The 7 Days that Changed Our Relationship with Food
Day 1: The Chicago stock exchange was hacked. Considered the world’s largest negotiating room for raw materials, where food prices, and through them the destiny of billions of people, are decided, it went completely broke.

Day 2: Autonomous food delivery trucks running on food superhighways caused massive collapses in roads and freeways after their guidance systems were disrupted. Robots and co-bots in F&B factories began deliberately altering food production. The same happened with warehouse robots in e-commerce companies.

Day 3: Automated restaurants saw their robot chefs and bartenders turned OFF. All their sensors stopped working at the same time as smart fridges and cooking devices in home kitchens were hacked and stopped working correctly.

Day 4: Nutritional apps, DNA markers, and medical records were tampered with. All photographs with the #food hashtag were deleted from Instagram, restaurant reviews were taken off Google Timeline, and every recipe website crashed simultaneously.

Day 5: Vertical and urban farms were hacked. Agricultural robots began to rebel, while autonomous tractors were hacked and the entire open-source ecosystem linked to agriculture was brought down.

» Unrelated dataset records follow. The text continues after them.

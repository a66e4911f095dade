use quote::ToTokens;

use crate::load::incompatible_error;
use crate::model::{
    BoundAttributes, DeclaratorKind, DeriveBinding, DeriveParameter, DeriveRecord, DeriveValue,
    FieldShape, IntermediateAttributes,
};

impl TryFrom<&syn::DeriveInput> for DeriveRecord {
    type Error = syn::Error;

    fn try_from(value: &syn::DeriveInput) -> Result<Self, Self::Error> {
        match &value.data {
            syn::Data::Struct(syn::DataStruct {
                fields: syn::Fields::Named(fields),
                ..
            }) => {
                let parameters = fields
                    .named
                    .iter()
                    .map(DeriveParameter::try_from)
                    .collect::<Result<Vec<_>, _>>()?;
                Ok(DeriveRecord {
                    struct_name: value.ident.clone(),
                    parameters,
                })
            }
            _ => Err(syn::Error::new(
                value.ident.span(),
                "Invalid - ArgRecord expects a struct with named fields.",
            )),
        }
    }
}

impl TryFrom<&syn::Field> for DeriveParameter {
    type Error = syn::Error;

    fn try_from(value: &syn::Field) -> Result<Self, Self::Error> {
        let mut attributes = IntermediateAttributes::default();

        for attribute in &value.attrs {
            if attribute.path().is_ident("bind") {
                attributes = IntermediateAttributes::from(attribute);
            }
        }

        let field_name = value
            .ident
            .clone()
            .expect("named fields must carry an identifier");
        let flatten = attributes.singletons.contains("flatten");
        let explicit_option = attributes.singletons.contains("option")
            || attributes.calls.contains_key("option");
        let explicit_argument = attributes.singletons.contains("argument")
            || attributes.calls.contains_key("argument");
        let is_flag = attributes.singletons.contains("flag");
        let multiple = attributes.singletons.contains("multiple");

        let pair = |key: &str| -> Option<DeriveValue> {
            attributes.pairs.get(key).map(|values| {
                values
                    .first()
                    .expect("attribute pair values must be non-empty")
                    .clone()
            })
        };
        let nargs = pair("nargs");
        let required = pair("required");
        let default = pair("default");
        let param_type = pair("param_type");
        let help = pair("help");
        let fallback = pair("fallback");

        if explicit_option && explicit_argument {
            return Err(incompatible_error(
                &field_name,
                "#[bind(option)]",
                "#[bind(argument)]",
            ));
        }

        if flatten {
            disallow(
                &field_name,
                "#[bind(flatten)]",
                &[
                    (explicit_option, "option"),
                    (explicit_argument, "argument"),
                    (is_flag, "flag"),
                    (multiple, "multiple"),
                    (nargs.is_some(), "nargs = .."),
                    (required.is_some(), "required = .."),
                    (default.is_some(), "default = .."),
                    (param_type.is_some(), "param_type = .."),
                    (help.is_some(), "help = .."),
                    (fallback.is_some(), "fallback = .."),
                ],
            )?;
        }

        let binding = if flatten {
            DeriveBinding::Flatten
        } else if !explicit_option && !explicit_argument {
            let orphans = [
                (is_flag, "flag"),
                (multiple, "multiple"),
                (nargs.is_some(), "nargs = .."),
                (required.is_some(), "required = .."),
                (default.is_some(), "default = .."),
                (param_type.is_some(), "param_type = .."),
                (help.is_some(), "help = .."),
            ];
            if let Some((_, name)) = orphans.iter().find(|(condition, _)| *condition) {
                return Err(syn::Error::new(
                    field_name.span(),
                    format!("Invalid - `#[bind({name})]` requires `option` or `argument`."),
                ));
            }
            DeriveBinding::Unbound
        } else {
            if explicit_argument && is_flag {
                return Err(incompatible_error(
                    &field_name,
                    "#[bind(argument)]",
                    "#[bind(flag)]",
                ));
            }
            if multiple && nargs.is_some() {
                return Err(incompatible_error(
                    &field_name,
                    "#[bind(multiple)]",
                    "#[bind(nargs = ..)]",
                ));
            }

            let (declarator, call) = if explicit_option {
                (DeclaratorKind::Option, "option")
            } else {
                (DeclaratorKind::Argument, "argument")
            };
            DeriveBinding::Bound(BoundAttributes {
                declarator,
                names: attributes.calls.get(call).cloned().unwrap_or_default(),
                is_flag,
                multiple,
                nargs,
                required,
                default,
                param_type,
                help,
            })
        };

        Ok(DeriveParameter {
            field_name,
            ty: DeriveValue {
                tokens: value.ty.to_token_stream(),
            },
            shape: classify(&value.ty),
            binding,
            fallback,
        })
    }
}

fn classify(ty: &syn::Type) -> FieldShape {
    let scalar = || FieldShape::Scalar {
        ty: DeriveValue {
            tokens: ty.to_token_stream(),
        },
    };

    match ty {
        syn::Type::Path(path) => match path.path.segments.first() {
            Some(segment) => match segment.ident.to_string().as_str() {
                "Option" => match generic_argument(segment) {
                    Some(inner) => FieldShape::Optional {
                        inner: Box::new(classify(inner)),
                    },
                    None => scalar(),
                },
                "Vec" => match generic_argument(segment) {
                    Some(element) => FieldShape::Repeated {
                        element: Box::new(classify(element)),
                    },
                    None => scalar(),
                },
                _ => scalar(),
            },
            None => scalar(),
        },
        syn::Type::Tuple(tuple) => FieldShape::Tuple {
            members: tuple.elems.iter().map(classify).collect(),
        },
        _ => scalar(),
    }
}

fn generic_argument(segment: &syn::PathSegment) -> Option<&syn::Type> {
    match &segment.arguments {
        syn::PathArguments::AngleBracketed(arguments) => {
            arguments.args.iter().find_map(|argument| match argument {
                syn::GenericArgument::Type(ty) => Some(ty),
                _ => None,
            })
        }
        _ => None,
    }
}

fn disallow(
    field_name: &syn::Ident,
    antecedent: impl Into<String>,
    condition_names: &[(bool, &str)],
) -> Result<(), syn::Error> {
    let antecedent = antecedent.into();
    for (condition, name) in condition_names {
        if *condition {
            return Err(incompatible_error(
                field_name,
                antecedent.as_str(),
                format!("#[bind({name})]").as_str(),
            ));
        }
    }

    Ok(())
}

Day 6: Food delivery companies’ databases were broken into. Food delivery robots and last-mile delivery vehicles ground to a halt.

Day 7: Every single blockchain system linked to food was hacked. Cashless supermarkets, barcodes, and smart tags became inoperative.

Our promising technological advances can expose sinister aspects of human nature. We must take care with the role we allow technology to play in the future of food. Predicting possible outcomes inspires us to establish a new vision of the world we wish to create in a context of rapid technological progress. It is always better to be shocked by a simulation than by reality. In the words of Ayn Rand “we can ignore reality, but we cannot ignore the consequences of ignoring reality.”